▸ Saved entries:
..........

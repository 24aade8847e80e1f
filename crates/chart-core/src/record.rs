// File: crates/chart-core/src/record.rs
// Summary: Row types as delivered by the backend, the Observation view used by the
// normalizer, the active filter Selection, and selector facets.

use std::collections::{BTreeMap, BTreeSet};

use serde::{Deserialize, Deserializer, Serialize};

use crate::age::sort_labels;

/// Unknown columns carried along untouched.
pub type Extension = BTreeMap<String, serde_json::Value>;

#[derive(Deserialize)]
#[serde(untagged)]
enum TextCell {
    Text(String),
    Int(i64),
    Float(f64),
}

/// Text column that may also arrive as a number (integer age bands) or as null
/// (missing foreign key). Null reads as empty text.
fn lenient_text<'de, D: Deserializer<'de>>(deserializer: D) -> Result<String, D::Error> {
    Ok(match Option::<TextCell>::deserialize(deserializer)? {
        None => String::new(),
        Some(TextCell::Text(s)) => s,
        Some(TextCell::Int(n)) => n.to_string(),
        Some(TextCell::Float(f)) => f.to_string(),
    })
}

/// One life-table observation for a (year, locality, group, age band) tuple.
#[derive(Clone, Debug, Default, PartialEq, Serialize, Deserialize)]
pub struct MortalityRecord {
    #[serde(default, skip_serializing_if = "Option::is_none")]
    pub id: Option<i64>,
    #[serde(rename = "ano", alias = "Ano")]
    pub year: i32,
    #[serde(rename = "local", alias = "Local", default, deserialize_with = "lenient_text")]
    pub locality: String,
    #[serde(rename = "sexo", default, deserialize_with = "lenient_text")]
    pub group: String,
    #[serde(rename = "faixa_etaria", default, deserialize_with = "lenient_text")]
    pub age_band: String,
    /// Central mortality rate (nMx).
    #[serde(rename = "nMx", default)]
    pub rate: Option<f64>,
    #[serde(rename = "nqx", default)]
    pub death_probability: Option<f64>,
    #[serde(rename = "nAx", default)]
    pub person_years_fraction: Option<f64>,
    #[serde(rename = "lx", default)]
    pub survivors: Option<f64>,
    #[serde(rename = "ndx", default)]
    pub deaths: Option<f64>,
    #[serde(rename = "nLx", default)]
    pub person_years: Option<f64>,
    #[serde(rename = "Tx", default)]
    pub total_person_years: Option<f64>,
    #[serde(rename = "ex", default)]
    pub life_expectancy: Option<f64>,
    #[serde(flatten)]
    pub extra: Extension,
}

impl MortalityRecord {
    pub fn new(
        year: i32,
        locality: impl Into<String>,
        group: impl Into<String>,
        age_band: impl Into<String>,
        rate: Option<f64>,
    ) -> Self {
        Self {
            year,
            locality: locality.into(),
            group: group.into(),
            age_band: age_band.into(),
            rate,
            ..Self::default()
        }
    }
}

/// Forecast row. The backend names the estimate and its bounds differently per
/// model (ARIMA/ETS, Lee-Carter, Lee-Miller, combined); the aliases fold them.
#[derive(Clone, Debug, Default, PartialEq, Serialize, Deserialize)]
pub struct ForecastRecord {
    #[serde(default, skip_serializing_if = "Option::is_none")]
    pub id: Option<i64>,
    #[serde(rename = "ano")]
    pub year: i32,
    #[serde(rename = "faixa_etaria", default, deserialize_with = "lenient_text")]
    pub age_band: String,
    /// Forecast tables carry no locality; empty then.
    #[serde(rename = "local", default, deserialize_with = "lenient_text")]
    pub locality: String,
    #[serde(rename = "sexo", default, deserialize_with = "lenient_text")]
    pub group: String,
    #[serde(rename = "previsao", alias = "previsto", alias = "Previsao", alias = "nMx", default)]
    pub value: Option<f64>,
    #[serde(
        rename = "lower_95",
        alias = "lmt_inf",
        alias = "Lower_95",
        alias = "limite_inferior",
        default
    )]
    pub lower: Option<f64>,
    #[serde(
        rename = "upper_95",
        alias = "lmt_max",
        alias = "Upper_95",
        alias = "limite_superior",
        default
    )]
    pub upper: Option<f64>,
    #[serde(flatten)]
    pub extra: Extension,
}

/// Infant mortality by locality and year. Not chartable by age band.
#[derive(Clone, Debug, Default, PartialEq, Serialize, Deserialize)]
pub struct InfantMortalityRecord {
    #[serde(default, skip_serializing_if = "Option::is_none")]
    pub id: Option<i64>,
    #[serde(rename = "ano")]
    pub year: i32,
    #[serde(rename = "Taxa", alias = "taxa", default)]
    pub rate: Option<f64>,
    #[serde(rename = "local", default, deserialize_with = "lenient_text")]
    pub locality: String,
    #[serde(rename = "cod_IBGE", default, skip_serializing_if = "Option::is_none")]
    pub ibge_code: Option<String>,
    #[serde(rename = "codigo_DataSUS", default, skip_serializing_if = "Option::is_none")]
    pub datasus_code: Option<String>,
    #[serde(flatten)]
    pub extra: Extension,
}

/// The fields the normalizer needs from a row.
pub trait Observation {
    fn year(&self) -> i32;
    fn locality(&self) -> &str;
    fn group(&self) -> &str;
    fn age_band(&self) -> &str;
    fn rate(&self) -> Option<f64>;

    /// Chart-eligible: rate present, finite and strictly positive.
    fn chartable_rate(&self) -> Option<f64> {
        self.rate().filter(|r| r.is_finite() && *r > 0.0)
    }
}

impl Observation for MortalityRecord {
    fn year(&self) -> i32 { self.year }
    fn locality(&self) -> &str { &self.locality }
    fn group(&self) -> &str { &self.group }
    fn age_band(&self) -> &str { &self.age_band }
    fn rate(&self) -> Option<f64> { self.rate }
}

impl Observation for ForecastRecord {
    fn year(&self) -> i32 { self.year }
    fn locality(&self) -> &str { &self.locality }
    fn group(&self) -> &str { &self.group }
    fn age_band(&self) -> &str { &self.age_band }
    fn rate(&self) -> Option<f64> { self.value }
}

/// Active filter. `None` leaves that field unrestricted.
#[derive(Clone, Debug, Default, PartialEq, Eq)]
pub struct Selection {
    pub locality: Option<String>,
    pub year: Option<i32>,
    pub age_band: Option<String>,
}

impl Selection {
    /// Selection for the age-band chart: one locality in one year.
    pub fn locality_year(locality: impl Into<String>, year: i32) -> Self {
        Self { locality: Some(locality.into()), year: Some(year), age_band: None }
    }

    /// Selection for the over-time chart: one locality and one age band.
    pub fn locality_age_band(locality: impl Into<String>, age_band: impl Into<String>) -> Self {
        Self { locality: Some(locality.into()), year: None, age_band: Some(age_band.into()) }
    }

    pub fn matches<O: Observation + ?Sized>(&self, row: &O) -> bool {
        self.locality.as_deref().map_or(true, |l| row.locality() == l)
            && self.year.map_or(true, |y| row.year() == y)
            && self.age_band.as_deref().map_or(true, |a| row.age_band() == a)
    }
}

/// Distinct values offered by the filter selectors.
#[derive(Clone, Debug, Default, PartialEq, Eq)]
pub struct Facets {
    /// Alphabetical.
    pub localities: Vec<String>,
    /// Most recent first.
    pub years: Vec<i32>,
    /// By age key.
    pub age_bands: Vec<String>,
}

impl Facets {
    pub fn collect<O: Observation>(rows: &[O]) -> Self {
        let localities: BTreeSet<&str> = rows.iter().map(|r| r.locality()).collect();
        let years: BTreeSet<i32> = rows.iter().map(|r| r.year()).collect();

        let mut seen = BTreeSet::new();
        let mut age_bands: Vec<String> = rows
            .iter()
            .map(|r| r.age_band())
            .filter(|a| seen.insert(*a))
            .map(str::to_owned)
            .collect();
        sort_labels(&mut age_bands);

        Self {
            localities: localities.into_iter().map(str::to_owned).collect(),
            years: years.into_iter().rev().collect(),
            age_bands,
        }
    }
}
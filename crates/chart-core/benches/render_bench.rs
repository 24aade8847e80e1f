use anyhow::Result;
use chart_core::{Chart, MortalityRecord, RenderOptions, Selection, Viewport};
use criterion::{black_box, criterion_group, criterion_main, Criterion};

const AGES: [&str; 19] = [
    "0", "1-4", "5-9", "10-14", "15-19", "20-24", "25-29", "30-34", "35-39", "40-44",
    "45-49", "50-54", "55-59", "60-64", "65-69", "70-74", "75-79", "80-84", "90+",
];

fn life_table(groups: &[&str]) -> Vec<MortalityRecord> {
    let mut rows = Vec::new();
    for (g, group) in groups.iter().enumerate() {
        for (i, age) in AGES.iter().enumerate() {
            let rate = 0.0003 * 1.35f64.powi(i as i32) * (1.0 + 0.1 * g as f64);
            rows.push(MortalityRecord::new(2020, "Brasil", *group, *age, Some(rate)));
        }
    }
    rows
}

fn bench_render(c: &mut Criterion) {
    let mut group = c.benchmark_group("render_svg");
    let rows = life_table(&["Masculino", "Feminino", "Ambos"]);
    let chart = Chart::from_records(&rows, &Selection::locality_year("Brasil", 2020), RenderOptions::default());
    for &width in &[375.0f64, 800.0, 1440.0] {
        group.bench_function(format!("w{width}"), |b| {
            let viewport = Viewport::for_width(width);
            b.iter(|| -> Result<()> {
                let frame = chart.render(&viewport)?;
                black_box(frame);
                Ok(())
            });
        });
    }
    group.finish();
}

criterion_group!(benches, bench_render);
criterion_main!(benches);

..........

▸ Goal of the exercise:
From the records above, transcribe exactly the run of lines that opens with the line holding "pub trait Observation" and closes with the line holding "fn chartable_rate(&self) ->", both included.

▸ Completed exercise:
pub trait Observation {
    fn year(&self) -> i32;
    fn locality(&self) -> &str;
    fn group(&self) -> &str;
    fn age_band(&self) -> &str;
    fn rate(&self) -> Option<f64>;

    /// Chart-eligible: rate present, finite and strictly positive.
    fn chartable_rate(&self) -> Option<f64> {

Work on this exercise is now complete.